Planet Fitness, a big gym chain in the US, is getting a lot of bad press for its stance on transgender locker rooms, which has started a national conversation about gender identity and privacy. The debate has done a lot of damage to the company’s stock, which has dropped sharply in value.
The firestorm started when a video of a transgender woman using the women’s locker room at a Fairbanks, Alaska, site went viral. A woman took a picture and a video of herself being uncomfortable and saying that the place should only be open to cisgender women.
The video went viral online very quickly, getting millions of views and starting heated arguments on many social media sites. Concerns about safety and privacy collided with defences of transgender rights, showing how hard it is to be accepting of everyone.
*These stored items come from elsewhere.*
// ── Server-backed model ──
//
// Observable attributes plus the request methods generated from its
// resource definition. Request futures own everything they need, so
// they can be spawned or awaited after the model handle is gone.

use std::sync::Arc;

use serde_json::{Map, Value};
use trellis_api::{RequestEngine, ResourceDef, RouteCall, Transport};

use crate::error::CoreError;
use crate::store::PropertyStore;

#[derive(Clone)]
pub struct Model {
    props: PropertyStore,
    engine: RequestEngine,
}

impl Model {
    pub fn new(engine: RequestEngine) -> Self {
        Self {
            props: PropertyStore::new(),
            engine,
        }
    }

    pub fn with_transport(def: ResourceDef, transport: Arc<dyn Transport>) -> Self {
        Self::new(RequestEngine::new(def, transport))
    }

    pub fn definition(&self) -> &ResourceDef {
        self.engine.definition()
    }

    pub fn engine(&self) -> &RequestEngine {
        &self.engine
    }

    pub fn props(&self) -> &PropertyStore {
        &self.props
    }

    pub fn get(&self, name: &str) -> Value {
        self.props.get(name)
    }

    pub fn set(&self, name: &str, value: impl Into<Value>) -> bool {
        self.props.set(name, value)
    }

    /// Invoke a generated request method.
    pub fn call(
        &self,
        method: &str,
        call: RouteCall,
    ) -> impl Future<Output = Result<Value, CoreError>> + Send + 'static {
        let engine = self.engine.clone();
        let method = method.to_owned();
        async move { engine.call(&method, call).await.map_err(CoreError::from) }
    }

    /// Copy the fields of an object payload into the model's properties.
    /// Returns how many properties changed; non-objects change nothing.
    pub fn apply(&self, payload: &Value) -> usize {
        payload
            .as_object()
            .map_or(0, |fields| self.props.set_many(fields))
    }

    /// Properties to send to the server: the declared server properties,
    /// or every property when none are declared.
    pub fn server_params(&self) -> Map<String, Value> {
        let declared = self.definition().server_properties();
        if declared.is_empty() {
            return self.props.snapshot();
        }
        declared
            .iter()
            .map(|name| (name.clone(), self.props.get(name)))
            .collect()
    }

    /// Call `method` with the model's server params, then apply the
    /// response to the model.
    #[allow(clippy::future_not_send)]
    pub async fn save(&self, method: &str) -> Result<Value, CoreError> {
        let value = self
            .call(method, RouteCall::new().params(self.server_params()))
            .await?;
        self.apply(&value);
        Ok(value)
    }

    /// Call `method` and apply the response to the model.
    #[allow(clippy::future_not_send)]
    pub async fn fetch(&self, method: &str, call: RouteCall) -> Result<Value, CoreError> {
        let value = self.call(method, call).await?;
        self.apply(&value);
        Ok(value)
    }
}

impl std::fmt::Debug for Model {
    fn fmt(&self, f: &mut std::fmt::Formatter<'_>) -> std::fmt::Result {
        f.debug_struct("Model")
            .field("resource", &self.definition().name())
            .field("props", &self.props)
            .finish()
    }
}

#[cfg(test)]
#[allow(clippy::unwrap_used)]
mod tests {
    use std::sync::Mutex;

    use async_trait::async_trait;
    use pretty_assertions::assert_eq;
    use serde_json::json;
    use trellis_api::{HandlerSet, TransportRequest, TransportResponse};

    use super::*;

    #[derive(Default)]
    struct Echo {
        requests: Mutex<Vec<TransportRequest>>,
    }

    #[async_trait]
    impl Transport for Echo {
        async fn send(
            &self,
            request: TransportRequest,
        ) -> Result<TransportResponse, trellis_api::Error> {
            let body = Value::Object(request.data.clone());
            self.requests.lock().unwrap().push(request);
            Ok(TransportResponse {
                body,
                status: 200,
                raw: Default::default(),
            })
        }
    }

    fn model(server_properties: &[&str]) -> (Model, Arc<Echo>) {
        let def = ResourceDef::builder("document")
            .root_uri("/api/")
            .route("CRUD document", "Document")
            .server_properties(server_properties.iter().copied())
            .build(&HandlerSet::with_builtins())
            .unwrap();
        let echo = Arc::new(Echo::default());
        (Model::with_transport(def, echo.clone()), echo)
    }

    #[test]
    fn server_params_respect_declared_properties() {
        let (all, _) = model(&[]);
        all.set("title", "t");
        all.set("draft", true);
        assert_eq!(all.server_params().len(), 2);

        let (some, _) = model(&["title"]);
        some.set("title", "t");
        some.set("draft", true);
        assert_eq!(Value::Object(some.server_params()), json!({ "title": "t" }));
    }

    #[tokio::test]
    async fn save_sends_server_params_and_applies_the_response() {
        let (model, echo) = model(&["title"]);
        model.set("title", "Hello");

        let value = model.save("requestCreateDocument").await.unwrap();
        assert_eq!(value, json!({ "title": "Hello" }));

        let requests = echo.requests.lock().unwrap();
        assert_eq!(requests[0].url, "/api/document");
    }

    #[tokio::test]
    async fn unknown_methods_surface_as_definition_errors() {
        let (model, _) = model(&[]);
        let err = model
            .call("requestNothing", RouteCall::new())
            .await
            .unwrap_err();
        assert!(err.is_definition());
    }

    #[test]
    fn apply_ignores_non_objects() {
        let (model, _) = model(&[]);
        assert_eq!(model.apply(&json!([1, 2])), 0);
        assert_eq!(model.apply(&json!({ "a": 1, "b": 2 })), 2);
        assert_eq!(model.get("a"), json!(1));
    }
}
Planet Fitness’s “Judgement Free Zone” policy lets users use locker rooms that match their gender identity. But this strategy has become the centre of a very divisive argument.
The public criticism has cost Planet Fitness a lot of money. In just 12 days, the price of its stock dropped 15%, from $66 to $56 per share. The market value of the company went down by $400 million, from $5.3 billion to $4.9 billion.
Investors are worried about what might happen because they don’t want members to cancel their plans or fewer people to become members. Analysts say Planet Fitness’s brand is at risk as it tries to find the right mix between being open to everyone and listening to what customers want.
Planet Fitness responded by saying again that it was committed to being welcoming and making the gym a safe and friendly place for everyone. But the comment didn’t stop the debate from getting worse.
According to experts in the field, the long-term effects will depend on how Planet Fitness handles member issues and changes the way it talks to its customers. Some say that being open about the company’s policies on inclusion could help its image, while others are worried that long-term backlash could hurt the bottom line.
Planet Fitness has to deal with this controversial problem without turning off its wide range of members while the debate continues. The company’s future will depend a lot on how it handles this issue, since its stock is already under a lot of pressure.